### What this task involves
Determine the number of lines in the data that include the word "ReassemblyBuffer", and write only that number.

[Collected data entries]

■ ■ ■

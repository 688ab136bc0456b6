//! Streaming server library.
//!
//! Splits songs into datagrams, multicasts them, keeps the current song as
//! the authoritative copy for the recovery channel, and announces itself
//! to clients through discovery.

pub mod discovery;
pub mod network;
pub mod recovery;
pub mod registry;
pub mod song;

pub use discovery::{DiscoveryEvent, DiscoveryServer, DiscoverySettings, PeerTracker};
pub use network::MulticastSender;
pub use recovery::RecoveryServer;
pub use registry::{Peer, PeerRegistry};
pub use song::{CurrentSong, Song, SONG_HISTORY};

use std::time::Duration;

use anyhow::{Context, Result};
use tracing::{info, warn};
use wss_common::{split, ControlMessage, MetricsContext, ReassemblyBuffer, MAX_PAYLOAD};

/// Streams one song over multicast.
///
/// Splits `song` into datagrams, installs them as the current song for the
/// recovery channel, then sends the init frame, every datagram in order
/// and the finalization frame.
///
/// # Arguments
///
/// * `song` - Raw audio file bytes
/// * `sender` - Multicast sender
/// * `current` - Authoritative song shared with the recovery server
/// * `interval` - Pause between datagrams
/// * `metrics` - Optional metrics context
///
/// # Errors
///
/// Returns error if a datagram or control frame cannot be encoded.
/// Transient send failures are logged and do not abort the stream.
pub async fn stream_song(
    song: &[u8],
    sender: &mut MulticastSender,
    current: &CurrentSong,
    interval: Duration,
    metrics: Option<&MetricsContext>,
) -> Result<usize> {
    // ---
    let datagrams = split(song, MAX_PAYLOAD).context("failed to split song")?;
    if datagrams.is_empty() {
        warn!("Skipping empty song");
        return Ok(0);
    }

    let song_ref = current.replace(ReassemblyBuffer::from_datagrams(datagrams));
    let expected_count = song_ref.expected_count();

    info!(
        "Streaming song {}: {} bytes as {} datagrams to {}",
        song_ref.id,
        song.len(),
        expected_count,
        sender.destination()
    );

    sender
        .send_control(&ControlMessage::StreamInit { expected_count })
        .await
        .context("failed to send stream init")?;
    pace(interval).await;

    for seq in 1..=expected_count {
        let Some(datagram) = song_ref.get(seq) else {
            continue;
        };

        sender
            .send_datagram(datagram)
            .await
            .with_context(|| format!("failed to send datagram {}", seq))?;

        if let Some(m) = metrics {
            m.datagrams_sent_total.inc();
        }

        pace(interval).await;
    }

    sender
        .send_control(&ControlMessage::Finalize)
        .await
        .context("failed to send stream finalization")?;

    info!("Streamed {} datagrams", expected_count);
    Ok(expected_count as usize)
}

async fn pace(interval: Duration) {
    // ---
    if interval.is_zero() {
        tokio::task::yield_now().await;
    } else {
        tokio::time::sleep(interval).await;
    }
}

■ ■ ■

### Finished exercise
2